I want to let you in on a little secret: I spent at least an hour picking out a tagline for this blog through activities that ranged from staring at my bookshelf and struggling to remember which of my favorite books contained profound, travel-related quotes to frantically Googling ‘inspirational travel quotes.’ Yes, I know, I’ve just become #basic without even trying.

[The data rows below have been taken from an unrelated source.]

impl Server {
    pub async fn new(
        addr: &str,
        max_clients: usize,
        session: GameSession,
    ) -> Result<Self, Box<dyn std::error::Error>> {
        let socket = Arc::new(UdpSocket::bind(addr).await?);
        info!("Raid server listening on {}", addr);

        let (server_tx, server_rx) = mpsc::unbounded_channel();
        let (outbound_tx, outbound_rx) = mpsc::unbounded_channel();

        Ok(Server {
            socket,
            clients: Arc::new(RwLock::new(ClientManager::new(max_clients))),
            session,
            pending_defeat: None,
            server_tx,
            server_rx,
            outbound_tx,
            outbound_rx,
        })
    }

    /// Spawns the task that listens for incoming datagrams and feeds
    /// them to the event loop.
    async fn spawn_network_receiver(&self) {
        let socket = Arc::clone(&self.socket);
        let server_tx = self.server_tx.clone();

        tokio::spawn(async move {
            let mut buffer = [0u8; 2048];

            loop {
                match socket.recv_from(&mut buffer).await {
                    Ok((len, addr)) => {
                        if let Ok(packet) = deserialize::<Packet>(&buffer[0..len]) {
                            if let Err(e) =
                                server_tx.send(ServerMessage::PacketReceived { packet, addr })
                            {
                                error!("Failed to send packet to main loop: {}", e);
                                break;
                            }
                        } else {
                            warn!("Failed to deserialize packet from {}", addr);
                        }
                    }
                    Err(e) => {
                        error!("Error receiving packet: {}", e);
                        tokio::time::sleep(Duration::from_millis(10)).await;
                    }
                }
            }
        });
    }

    /// Spawns the task that drains the outbound queue: point-to-point
    /// replies and fan-out over the current client registry.
    async fn spawn_network_sender(&mut self) {
        let socket = Arc::clone(&self.socket);
        let clients = Arc::clone(&self.clients);
        let mut outbound_rx = std::mem::replace(&mut self.outbound_rx, mpsc::unbounded_channel().1);

        tokio::spawn(async move {
            while let Some(message) = outbound_rx.recv().await {
                match message {
                    OutboundMessage::SendPacket { packet, addr } => {
                        if let Err(e) = Self::send_packet_impl(&socket, &packet, addr).await {
                            error!("Failed to send packet to {}: {}", addr, e);
                        }
                    }
                    OutboundMessage::BroadcastPacket { packet } => {
                        let client_addrs = {
                            let clients_guard = clients.read().await;
                            clients_guard.get_client_addrs()
                        };

                        for (client_id, addr) in client_addrs {
                            if let Err(e) = Self::send_packet_impl(&socket, &packet, addr).await {
                                error!("Failed to send to client {}: {}", client_id, e);
                            }
                        }
                    }
                }
            }
        });
    }

    /// Spawns the task that sweeps silent clients out of the registry.
    async fn spawn_timeout_checker(&self) {
        let clients = Arc::clone(&self.clients);
        let server_tx = self.server_tx.clone();

        tokio::spawn(async move {
            let mut interval = tokio::time::interval(Duration::from_secs(1));

            loop {
                interval.tick().await;

                let timed_out = {
                    let mut clients_guard = clients.write().await;
                    clients_guard.check_timeouts()
                };

                for client_id in timed_out {
                    if let Err(e) = server_tx.send(ServerMessage::ClientTimeout { client_id }) {
                        error!("Failed to send timeout message: {}", e);
                        break;
                    }
                }
            }
        });
    }

    async fn send_packet_impl(
        socket: &UdpSocket,
        packet: &Packet,
        addr: SocketAddr,
    ) -> Result<(), Box<dyn std::error::Error>> {
        let data = serialize(packet)?;
        socket.send_to(&data, addr).await?;
        Ok(())
    }

    fn send_packet(&self, packet: Packet, addr: SocketAddr) {
        if let Err(e) = self
            .outbound_tx
            .send(OutboundMessage::SendPacket { packet, addr })
        {
            error!("Failed to queue packet for sending: {}", e);
        }
    }

    fn broadcast_packet(&self, packet: Packet) {
        if let Err(e) = self
            .outbound_tx
            .send(OutboundMessage::BroadcastPacket { packet })
        {
            error!("Failed to queue broadcast packet: {}", e);
        }
    }

    /// Schedules the defeat announcement one delay after the killing
    /// blow, giving clients time to play the kill before the victory
    /// overlay. The payload is captured now; the timer is deliberately
    /// left running across a racing reset.
    fn schedule_defeat_broadcast(&mut self) {
        let packet = Packet::BossDefeated {
            attackers: self.session.engine().attackers(),
            total_attacks: self.session.engine().logged_attacks() as u32,
            boss_name: self.session.engine().boss().name.clone(),
        };
        let outbound_tx = self.outbound_tx.clone();

        self.pending_defeat = Some(tokio::spawn(async move {
            tokio::time::sleep(Duration::from_millis(DEFEAT_BROADCAST_DELAY_MS)).await;
            if let Err(e) = outbound_tx.send(OutboundMessage::BroadcastPacket { packet }) {
                error!("Failed to queue defeat broadcast: {}", e);
            }
        }));
    }

    /// Dispatches one inbound packet. Runs to completion before the next
    /// packet is looked at, so session state never sees interleaving.
    async fn handle_packet(&mut self, packet: Packet, addr: SocketAddr) {
        match packet {
            Packet::Connect { client_version } => {
                info!(
                    "Client connecting from {} (version: {})",
                    addr, client_version
                );

                // A reconnect from the same address replaces the stale
                // registration instead of occupying a second slot.
                let existing_client_id = {
                    let clients = self.clients.read().await;
                    clients.find_client_by_addr(addr)
                };

                if let Some(existing_id) = existing_client_id {
                    info!("Removing existing client {} from {}", existing_id, addr);
                    let mut clients = self.clients.write().await;
                    clients.remove_client(&existing_id);
                }

                let client_id = {
                    let mut clients = self.clients.write().await;
                    clients.add_client(addr)
                };

                if let Some(client_id) = client_id {
                    self.send_packet(Packet::Connected { client_id }, addr);
                    // New viewers get the current state right away.
                    self.send_packet(Packet::GameState(self.session.snapshot()), addr);
                } else {
                    self.send_packet(
                        Packet::Disconnected {
                            reason: "Server full".to_string(),
                        },
                        addr,
                    );
                }
            }

            Packet::Attack { username } => {
                let client_id = {
                    let clients = self.clients.read().await;
                    clients.find_client_by_addr(addr)
                };

                let Some(client_id) = client_id else {
                    warn!("Attack from unregistered address {}", addr);
                    return;
                };

                {
                    let mut clients = self.clients.write().await;
                    clients.touch(client_id);
                }

                match self.session.handle_attack(&username, current_millis()) {
                    Ok(outcome) => {
                        debug!(
                            "'{}' hit for {} (combo x{}, boss {}/{})",
                            username,
                            outcome.damage,
                            outcome.combo_count,
                            outcome.boss_hp,
                            outcome.boss_max_hp
                        );

                        let defeated = outcome.boss_defeated;
                        self.broadcast_packet(Packet::AttackResult {
                            username,
                            damage: outcome.damage,
                            boss_hp: outcome.boss_hp,
                            boss_max_hp: outcome.boss_max_hp,
                            combo: outcome.combo_count,
                            combo_multiplier: outcome.combo_multiplier(),
                            boss_defeated: defeated,
                        });

                        if defeated {
                            self.schedule_defeat_broadcast();
                        }
                    }
                    Err(reason) => {
                        self.send_packet(
                            Packet::Error {
                                message: reason.to_string(),
                                remaining_ms: reason.remaining_ms(),
                            },
                            addr,
                        );
                    }
                }
            }

            Packet::ResetBoss => {
                if let Some(handle) = &self.pending_defeat {
                    if !handle.is_finished() {
                        // The announcement still fires after the reset.
                        warn!("Reset during pending defeat broadcast; not cancelling it");
                    }
                }
                self.session.handle_reset();
                // Fresh state first, then the reset notification.
                self.broadcast_packet(Packet::GameState(self.session.snapshot()));
                self.broadcast_packet(Packet::BossReset);
            }

            Packet::StatusRequest => {
                let connected_clients = {
                    let mut clients = self.clients.write().await;
                    if let Some(client_id) = clients.find_client_by_addr(addr) {
                        clients.touch(client_id);
                    }
                    clients.len() as u32
                };

                let boss = self.session.engine().boss();
                let combo = self.session.engine().combo();
                self.send_packet(
                    Packet::Status {
                        boss_name: boss.name.clone(),
                        boss_hp: boss.current_hp,
                        boss_max_hp: boss.max_hp,
                        hp_percent: hp_percent(boss.current_hp, boss.max_hp),
                        boss_alive: boss.is_alive,
                        combo_count: combo.count,
                        combo_multiplier: combo.multiplier(),
                        attackers_logged: self.session.engine().logged_attacks() as u32,
                        connected_clients,
                    },
                    addr,
                );
            }

            Packet::Ping => {
                let mut clients = self.clients.write().await;
                if let Some(client_id) = clients.find_client_by_addr(addr) {
                    clients.touch(client_id);
                }
            }

            Packet::Disconnect => {
                let client_id = {
                    let clients = self.clients.read().await;
                    clients.find_client_by_addr(addr)
                };

                if let Some(client_id) = client_id {
                    let mut clients = self.clients.write().await;
                    clients.remove_client(&client_id);
                }
            }

            _ => {
                warn!("Unexpected packet type from client at {}", addr);
            }
        }
    }

    /// Main event loop: dispatch inbound packets and timeout notices
    /// until the inbound channel closes or a shutdown is requested.
    pub async fn run(&mut self) -> Result<(), Box<dyn std::error::Error>> {
        self.spawn_network_receiver().await;
        self.spawn_network_sender().await;
        self.spawn_timeout_checker().await;

        info!(
            "Raid started: boss '{}' with {} HP",
            self.session.engine().boss().name,
            self.session.engine().boss().max_hp
        );

        while let Some(message) = self.server_rx.recv().await {
            match message {
                ServerMessage::PacketReceived { packet, addr } => {
                    self.handle_packet(packet, addr).await;
                }
                ServerMessage::ClientTimeout { client_id } => {
                    warn!("Client {} timed out", client_id);
                }
                ServerMessage::Shutdown => {
                    info!("Server shutting down");
                    break;
                }
            }
        }

        Ok(())
    }
}
//! Headless bot client for manual load and behavior testing.
//!
//! Connects to a running raid server, then spams attacks slightly above
//! the cooldown rate with rng jitter, printing everything it receives.
//! Useful for watching combo buildup, cooldown rejections, and the
//! defeat/reset broadcasts without a real client.

use bincode::{deserialize, serialize};
use clap::Parser;
use rand::Rng;
use shared::{Packet, ATTACK_COOLDOWN_MS};
use std::net::SocketAddr;
use std::sync::Arc;
use tokio::net::UdpSocket;
use tokio::time::{sleep, Duration};

#[derive(Parser, Debug)]
#[clap(author, version, about)]
struct Args {
    /// Server address to attack
    #[clap(short, long, default_value = "127.0.0.1:8080")]
    server: String,
    /// Username to attack as (random suffix appended if absent)
    #[clap(short, long)]
    username: Option<String>,
    /// How many attacks to send before disconnecting
    #[clap(short, long, default_value = "50")]
    attacks: u32,
}

#[tokio::main]
async fn main() -> Result<(), Box<dyn std::error::Error>> {
    let args = Args::parse();
    let server_addr: SocketAddr = args.server.parse()?;

    let username = args
        .username
        .unwrap_or_else(|| format!("bot{}", rand::thread_rng().gen_range(1000..10000)));

    let socket = Arc::new(UdpSocket::bind("0.0.0.0:0").await?);
    println!("Bot '{}' bound to {}", username, socket.local_addr()?);

    let connect = serialize(&Packet::Connect { client_version: 1 })?;
    socket.send_to(&connect, server_addr).await?;

    // Print every server packet as it arrives.
    {
        let socket = Arc::clone(&socket);
        tokio::spawn(async move {
            let mut buf = [0u8; 2048];
            loop {
                match socket.recv_from(&mut buf).await {
                    Ok((len, _)) => match deserialize::<Packet>(&buf[0..len]) {
                        Ok(Packet::Connected { client_id }) => {
                            println!("Connected as client {}", client_id);
                        }
                        Ok(Packet::GameState(view)) => {
                            println!(
                                "State: {} {}/{} HP, combo {} (x{})",
                                view.boss.name,
                                view.boss.current_hp,
                                view.boss.max_hp,
                                view.combo.count,
                                view.combo.multiplier
                            );
                        }
                        Ok(Packet::AttackResult {
                            username,
                            damage,
                            boss_hp,
                            combo,
                            ..
                        }) => {
                            println!(
                                "{} hit for {} (combo {}), boss at {}",
                                username, damage, combo, boss_hp
                            );
                        }
                        Ok(Packet::BossDefeated {
                            total_attacks,
                            boss_name,
                            ..
                        }) => {
                            println!("{} defeated after {} logged attacks!", boss_name, total_attacks);
                        }
                        Ok(Packet::BossReset) => println!("Boss reset"),
                        Ok(Packet::Error {
                            message,
                            remaining_ms,
                        }) => {
                            println!("Rejected: {} (retry in {:?} ms)", message, remaining_ms);
                        }
                        Ok(other) => println!("Received: {:?}", other),
                        Err(e) => eprintln!("Bad packet: {}", e),
                    },
                    Err(e) => {
                        eprintln!("Receive error: {}", e);
                        break;
                    }
                }
            }
        });
    }

    // Slightly above the cooldown so most attacks land, with jitter so
    // some deliberately trip the rate limit.
    for _ in 0..args.attacks {
        let attack = serialize(&Packet::Attack {
            username: username.clone(),
        })?;
        socket.send_to(&attack, server_addr).await?;

        let jitter = rand::thread_rng().gen_range(0..200);
        sleep(Duration::from_millis(ATTACK_COOLDOWN_MS - 100 + jitter)).await;
    }

    // Let the last broadcasts arrive before dropping the socket.
    sleep(Duration::from_secs(1)).await;
    let disconnect = serialize(&Packet::Disconnect)?;
    socket.send_to(&disconnect, server_addr).await?;
    println!("Bot '{}' done", username);

    Ok(())
}
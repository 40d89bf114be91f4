use clap::Parser;
use log::{error, info};
use server::engine::CombatEngine;
use server::network::Server;
use server::session::GameSession;

/// Authoritative server for the shared clicker boss battle.
#[derive(Parser, Debug)]
#[clap(author, version, about)]
struct Args {
    /// Server IP address to bind to
    #[clap(short = 'H', long, default_value = "127.0.0.1")]
    host: String,
    /// Server port to listen on
    #[clap(short, long, default_value = "8080")]
    port: u16,
    /// Maximum number of concurrently connected clients
    #[clap(short, long, default_value = "64")]
    max_clients: usize,
    /// Boss name
    #[clap(long, default_value = shared::BOSS_NAME)]
    boss_name: String,
    /// Boss maximum hit points
    #[clap(long, default_value_t = shared::BOSS_MAX_HP)]
    boss_hp: u32,
}

#[tokio::main]
async fn main() -> Result<(), Box<dyn std::error::Error>> {
    env_logger::init();
    let args = Args::parse();

    let engine = CombatEngine::new(
        &args.boss_name,
        args.boss_hp,
        shared::HERO_BASE_ATTACK,
        shared::HERO_POWER_MULTIPLIER,
    );
    let session = GameSession::new(engine);

    let address = format!("{}:{}", args.host, args.port);
    let mut server = Server::new(&address, args.max_clients, session).await?;

    // Run until the loop ends on its own or a termination signal comes
    // in; in-memory state is not worth preserving past either.
    tokio::select! {
        result = server.run() => {
            if let Err(e) = result {
                error!("Server error: {}", e);
                return Err(e);
            }
        }
        _ = tokio::signal::ctrl_c() => {
            info!("Received Ctrl+C, shutting down gracefully...");
        }
    }

    Ok(())
}
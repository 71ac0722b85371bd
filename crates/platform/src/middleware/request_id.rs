//! Request ID middleware for request tracing and correlation.
//!
//! Generates a UUID v4 for each request if not provided by an upstream proxy
//! (e.g., Cloudflare, load balancer). The request ID is:
//! - Recorded in the current tracing span
//! - Added to the Sentry scope for error correlation
//! - Returned in the response headers

use axum::{extract::Request, http::HeaderValue, middleware::Next, response::Response};
use tracing::Span;
use uuid::Uuid;

/// The HTTP header name for request IDs.
pub const REQUEST_ID_HEADER: &str = "x-request-id";

/// Middleware that ensures every request has a unique request ID.
///
/// If the incoming request has an `x-request-id` header (from a load
/// balancer or another upstream proxy), that value is used. Otherwise, a new
/// UUID v4 is generated.
///
/// The request ID is:
/// 1. Recorded in the current tracing span via `Span::current().record()`
/// 2. Added to the Sentry scope as a tag for error correlation
/// 3. Added to the response headers for client visibility
pub async fn request_id_middleware(request: Request, next: Next) -> Response {
    let request_id = request
        .headers()
        .get(REQUEST_ID_HEADER)
        .and_then(|h| h.to_str().ok())
        .map_or_else(|| Uuid::new_v4().to_string(), String::from);

    // Record in current span for structured logging
    Span::current().record("request_id", &request_id);

    // Set in Sentry scope for error correlation
    sentry::configure_scope(|scope| {
        scope.set_tag("request_id", &request_id);
    });

    let mut response = next.run(request).await;

    // Add to response headers so clients can reference the request ID
    if let Ok(value) = HeaderValue::from_str(&request_id) {
        response.headers_mut().insert(REQUEST_ID_HEADER, value);
    }

    response
}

Regardless of where it ultimately came from, my final choice could not be more accurate (+brownie points for finding a relevant quote by a favorite French author):
“WHAT GIVES VALUE TO TRAVEL IS FEAR.” – ALBERT CAMUS
And boyyy, am I scared. Terrified, mortified, petrified, stupefied by study abroad (A Beautiful Mind reference, anyone?). I am sure that every 20-something college student packing her bags for a semester abroad has felt the tight ball of anxiety in her stomach as she contemplated the appropriate number of shirts to bring. Unlike the majority of excited-yet-nervous soon to be study abroaders, I can actually quantify my anxiety through Tums tablets I’ve been popping like candy to quell the literal burning in my gut that arises whenever I am confronted with my suitcase (current Tums count: 7, numbers of times I cried today: 1). Which is perhaps why I’ve been avoiding my room and setting up temporary refuge downstairs.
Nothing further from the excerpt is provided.